In for a penny, in for a pound. Now that I was a Science Club member, in spite of my abysmal GPA, I joined the Knoxville Junior Academy of Science along with Karl. He became vice-president and I a member of the executive council. We published the Academy newsletter, The Cauldron, Wagner's first publishing venture. During the Cuban blockade we published a special Doomsday Issue. For our April Fool's Day Issue we enclosed with each copy a demand for payment for the member's Cauldron subscription. This little gag prompted many angry complaints from members' parents. For the Hallowe'en issue, Wagner wrote a detailed planning guide for throwing a black mass. This prompted cries of outrage from members' parents and a special meeting with Ben Sparks, the Science Club Advisor.

It was in The Knoxville Junior Academy of Science that we met Marjorie Mott, a meeting that was to prove fateful.

In spite of his freethinking, unconventional nature in a repressive milieu, and despite hanging out with losers like Max and me, Karl was affable enough to get along with most of the duck-tailed toughs of Old Central and big enough to intimidate the others. Even though he didn't actually involve himself in sports–he dropped off the wrestling team after a couple of weeks when he discovered, he said, that he wouldn't be allowed to wear a mask and a cape and rub soap in his opponents' eyes–he was one of the first Centralites to study a mysterious oriental art called ka-ra-te. When one especially aggressive tusk-hog challenged him in the locker room one day after gym, Karl agreed to fight him at Central's traditional dueling grounds, Fountain City Park behind the public library.

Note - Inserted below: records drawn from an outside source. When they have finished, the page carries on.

mod assistant;
mod config;
mod errors;
mod models;
mod render;
mod routes;
mod sections;
mod state;
mod store;

use std::net::SocketAddr;
use std::sync::Arc;

use anyhow::Result;
use tower_http::{cors::CorsLayer, trace::TraceLayer};
use tracing::{info, warn};
use tracing_subscriber::{layer::SubscriberExt, util::SubscriberInitExt, EnvFilter};

use crate::assistant::client::{LlmClient, MODEL};
use crate::assistant::AssistantBackend;
use crate::config::Config;
use crate::routes::build_router;
use crate::state::AppState;
use crate::store::storage::FileStorage;
use crate::store::DocumentStore;

#[tokio::main]
async fn main() -> Result<()> {
    let config = Config::from_env()?;

    // Initialize structured logging
    tracing_subscriber::registry()
        .with(EnvFilter::try_from_default_env().unwrap_or_else(|_| {
            EnvFilter::new(format!("{}={}", env!("CARGO_PKG_NAME"), &config.rust_log))
        }))
        .with(tracing_subscriber::fmt::layer())
        .init();

    info!("Starting Folio API v{}", env!("CARGO_PKG_VERSION"));

    // Document store over the data directory
    let storage = FileStorage::new(&config.data_dir)?;
    info!("Document storage at {}", storage.dir().display());
    let store = DocumentStore::load(Box::new(storage));

    // Assistant is optional; without a key its endpoints answer 503
    let assistant: Option<Arc<dyn AssistantBackend>> = match &config.anthropic_api_key {
        Some(key) => {
            let client = LlmClient::new(key.clone())?;
            info!("Assistant enabled (model: {MODEL})");
            Some(Arc::new(client) as Arc<dyn AssistantBackend>)
        }
        None => {
            warn!("ANTHROPIC_API_KEY not set; assistant disabled");
            None
        }
    };

    let app = build_router(AppState::new(store, assistant))
        .layer(TraceLayer::new_for_http())
        .layer(CorsLayer::permissive());

    let addr: SocketAddr = format!("0.0.0.0:{}", config.port).parse()?;
    info!("Listening on {addr}");

    let listener = tokio::net::TcpListener::bind(addr).await?;
    axum::serve(listener, app).await?;

    Ok(())
}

"I feel it's only fair to show you what I'll be forced to do to you, however," Karl warned him. He placed a two-by-four across two equipment trunks, had someone walk across it, and then split it with one blow of his hand. The hoodlum allowed as how maybe he'd been out of line. I often asked Karl how he'd done that stunt. "Just practice on a four-by-four till you can break it," he told me. "A two-by-four will be twice as easy."

Later he emphasized the point to a small crowd by striking the iron banister on the school's side steps. The dent, he told me privately, had undoubtedly already been there. But, even though Karl was never forced into physical combat, the sense of being at odds with his fellows showed up in his later work.